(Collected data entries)
################
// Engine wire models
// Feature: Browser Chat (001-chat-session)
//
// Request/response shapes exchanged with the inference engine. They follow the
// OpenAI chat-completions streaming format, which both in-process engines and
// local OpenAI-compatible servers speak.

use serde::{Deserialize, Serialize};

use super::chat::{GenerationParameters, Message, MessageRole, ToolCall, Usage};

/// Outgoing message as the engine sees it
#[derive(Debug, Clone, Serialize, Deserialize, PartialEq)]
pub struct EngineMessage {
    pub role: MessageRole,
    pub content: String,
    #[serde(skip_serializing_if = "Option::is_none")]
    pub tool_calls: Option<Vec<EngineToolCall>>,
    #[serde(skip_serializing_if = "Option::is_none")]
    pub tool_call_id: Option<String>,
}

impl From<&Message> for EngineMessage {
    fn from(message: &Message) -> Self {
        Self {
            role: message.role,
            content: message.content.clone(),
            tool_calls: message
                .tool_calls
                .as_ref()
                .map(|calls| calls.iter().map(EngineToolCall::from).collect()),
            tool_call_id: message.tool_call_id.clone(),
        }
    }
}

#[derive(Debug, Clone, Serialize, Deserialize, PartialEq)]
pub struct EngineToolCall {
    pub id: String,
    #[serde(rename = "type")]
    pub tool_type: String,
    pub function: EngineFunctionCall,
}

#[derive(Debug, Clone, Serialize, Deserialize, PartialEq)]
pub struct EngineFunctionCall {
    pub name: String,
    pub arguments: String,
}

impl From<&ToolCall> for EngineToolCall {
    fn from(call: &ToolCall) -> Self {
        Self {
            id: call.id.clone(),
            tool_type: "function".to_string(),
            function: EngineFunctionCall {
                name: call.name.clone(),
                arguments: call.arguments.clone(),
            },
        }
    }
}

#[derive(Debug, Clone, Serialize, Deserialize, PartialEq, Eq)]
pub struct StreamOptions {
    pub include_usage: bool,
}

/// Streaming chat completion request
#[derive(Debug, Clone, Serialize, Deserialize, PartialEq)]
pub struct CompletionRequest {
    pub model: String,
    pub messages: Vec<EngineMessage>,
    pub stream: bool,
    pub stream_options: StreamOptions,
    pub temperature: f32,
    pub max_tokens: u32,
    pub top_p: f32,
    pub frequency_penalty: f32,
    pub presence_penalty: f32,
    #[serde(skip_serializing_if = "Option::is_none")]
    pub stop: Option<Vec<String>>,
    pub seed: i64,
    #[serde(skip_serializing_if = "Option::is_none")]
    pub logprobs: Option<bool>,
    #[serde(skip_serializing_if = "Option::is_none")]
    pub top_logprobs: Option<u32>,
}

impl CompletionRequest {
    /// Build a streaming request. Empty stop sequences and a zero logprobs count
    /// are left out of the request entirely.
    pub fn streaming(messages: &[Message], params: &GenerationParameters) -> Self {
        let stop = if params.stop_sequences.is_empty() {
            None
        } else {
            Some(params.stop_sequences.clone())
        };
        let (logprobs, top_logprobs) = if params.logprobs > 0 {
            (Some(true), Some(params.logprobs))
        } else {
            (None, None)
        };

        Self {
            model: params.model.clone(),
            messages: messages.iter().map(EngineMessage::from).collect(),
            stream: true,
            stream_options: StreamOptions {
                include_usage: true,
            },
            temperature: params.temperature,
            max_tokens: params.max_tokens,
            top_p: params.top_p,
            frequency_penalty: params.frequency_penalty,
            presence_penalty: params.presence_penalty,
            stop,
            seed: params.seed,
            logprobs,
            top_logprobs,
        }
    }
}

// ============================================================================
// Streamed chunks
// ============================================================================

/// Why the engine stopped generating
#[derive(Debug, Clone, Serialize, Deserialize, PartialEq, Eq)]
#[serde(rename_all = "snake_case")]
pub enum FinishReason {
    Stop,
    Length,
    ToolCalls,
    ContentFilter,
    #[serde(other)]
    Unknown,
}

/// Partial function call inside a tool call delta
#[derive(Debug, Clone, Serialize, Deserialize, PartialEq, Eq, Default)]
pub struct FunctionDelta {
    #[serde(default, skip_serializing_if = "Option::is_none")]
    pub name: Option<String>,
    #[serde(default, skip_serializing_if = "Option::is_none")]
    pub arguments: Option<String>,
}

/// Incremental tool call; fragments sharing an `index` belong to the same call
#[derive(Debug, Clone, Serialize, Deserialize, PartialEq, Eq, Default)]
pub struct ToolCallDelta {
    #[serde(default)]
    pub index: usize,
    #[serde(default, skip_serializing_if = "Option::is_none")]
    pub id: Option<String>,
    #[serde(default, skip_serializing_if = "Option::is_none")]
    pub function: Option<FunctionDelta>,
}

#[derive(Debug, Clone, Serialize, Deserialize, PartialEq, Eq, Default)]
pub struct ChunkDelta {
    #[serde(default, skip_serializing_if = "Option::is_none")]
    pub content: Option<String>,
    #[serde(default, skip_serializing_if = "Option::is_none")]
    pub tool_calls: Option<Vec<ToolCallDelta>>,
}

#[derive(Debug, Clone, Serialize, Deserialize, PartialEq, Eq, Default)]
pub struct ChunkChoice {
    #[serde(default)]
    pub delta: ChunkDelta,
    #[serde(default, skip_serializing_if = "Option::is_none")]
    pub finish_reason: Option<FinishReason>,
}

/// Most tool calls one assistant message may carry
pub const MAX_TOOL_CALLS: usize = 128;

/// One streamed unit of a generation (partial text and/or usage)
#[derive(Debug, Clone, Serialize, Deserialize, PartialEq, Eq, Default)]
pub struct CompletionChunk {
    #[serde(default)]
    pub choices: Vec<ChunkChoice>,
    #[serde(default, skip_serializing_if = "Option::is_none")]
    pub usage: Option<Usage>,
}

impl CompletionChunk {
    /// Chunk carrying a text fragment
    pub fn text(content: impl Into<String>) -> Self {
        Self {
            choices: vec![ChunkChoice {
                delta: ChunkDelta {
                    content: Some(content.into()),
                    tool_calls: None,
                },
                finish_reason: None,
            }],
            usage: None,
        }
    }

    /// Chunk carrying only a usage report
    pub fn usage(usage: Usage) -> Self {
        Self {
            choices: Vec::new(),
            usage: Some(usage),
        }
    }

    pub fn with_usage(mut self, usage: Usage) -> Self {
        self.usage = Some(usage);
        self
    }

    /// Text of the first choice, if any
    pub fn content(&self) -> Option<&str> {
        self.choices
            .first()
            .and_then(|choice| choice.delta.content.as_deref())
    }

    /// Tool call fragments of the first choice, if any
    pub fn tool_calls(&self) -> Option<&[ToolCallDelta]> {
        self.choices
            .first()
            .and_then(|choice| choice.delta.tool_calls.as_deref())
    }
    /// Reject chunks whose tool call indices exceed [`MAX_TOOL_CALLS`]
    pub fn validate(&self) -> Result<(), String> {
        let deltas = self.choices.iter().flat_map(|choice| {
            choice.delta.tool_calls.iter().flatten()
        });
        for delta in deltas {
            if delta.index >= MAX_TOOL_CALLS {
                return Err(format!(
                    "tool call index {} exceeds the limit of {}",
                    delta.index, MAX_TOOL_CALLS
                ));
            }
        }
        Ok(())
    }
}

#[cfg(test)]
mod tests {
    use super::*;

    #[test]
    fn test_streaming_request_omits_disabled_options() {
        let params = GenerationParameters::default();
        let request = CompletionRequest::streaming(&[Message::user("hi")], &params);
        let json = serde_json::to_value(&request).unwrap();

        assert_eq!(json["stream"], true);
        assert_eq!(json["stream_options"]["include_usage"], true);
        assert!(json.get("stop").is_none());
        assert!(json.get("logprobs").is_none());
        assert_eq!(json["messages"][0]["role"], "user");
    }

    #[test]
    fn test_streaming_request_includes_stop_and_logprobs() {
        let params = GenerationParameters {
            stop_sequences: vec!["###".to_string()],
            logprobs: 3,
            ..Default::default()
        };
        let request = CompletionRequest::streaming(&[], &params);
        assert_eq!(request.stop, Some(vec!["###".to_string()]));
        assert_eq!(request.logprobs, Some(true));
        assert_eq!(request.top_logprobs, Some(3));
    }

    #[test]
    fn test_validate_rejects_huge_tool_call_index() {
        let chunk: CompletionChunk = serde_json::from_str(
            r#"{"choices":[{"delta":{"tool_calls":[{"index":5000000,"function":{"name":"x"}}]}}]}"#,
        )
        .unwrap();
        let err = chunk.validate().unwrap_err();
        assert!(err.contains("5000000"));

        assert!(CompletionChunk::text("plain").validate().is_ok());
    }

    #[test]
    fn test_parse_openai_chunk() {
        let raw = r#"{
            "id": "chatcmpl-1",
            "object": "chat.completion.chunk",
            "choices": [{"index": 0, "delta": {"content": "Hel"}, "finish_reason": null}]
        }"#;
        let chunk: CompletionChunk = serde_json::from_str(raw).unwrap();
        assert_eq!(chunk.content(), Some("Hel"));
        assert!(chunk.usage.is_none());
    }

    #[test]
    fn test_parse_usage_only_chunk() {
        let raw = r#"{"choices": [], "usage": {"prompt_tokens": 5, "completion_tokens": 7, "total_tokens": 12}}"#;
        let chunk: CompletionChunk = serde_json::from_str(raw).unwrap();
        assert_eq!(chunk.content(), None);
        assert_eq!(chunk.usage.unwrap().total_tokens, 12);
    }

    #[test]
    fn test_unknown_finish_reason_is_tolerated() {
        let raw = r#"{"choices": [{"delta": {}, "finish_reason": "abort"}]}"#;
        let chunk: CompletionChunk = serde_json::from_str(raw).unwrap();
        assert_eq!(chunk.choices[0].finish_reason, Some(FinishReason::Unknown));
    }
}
################
- Task instructions
The lines sought are those in the data above that include the string "CompletionChunk"; copy each one.

- The answer
pub struct CompletionChunk {
impl CompletionChunk {
        let chunk: CompletionChunk = serde_json::from_str(
        assert!(CompletionChunk::text("plain").validate().is_ok());
        let chunk: CompletionChunk = serde_json::from_str(raw).unwrap();
        let chunk: CompletionChunk = serde_json::from_str(raw).unwrap();
        let chunk: CompletionChunk = serde_json::from_str(raw).unwrap();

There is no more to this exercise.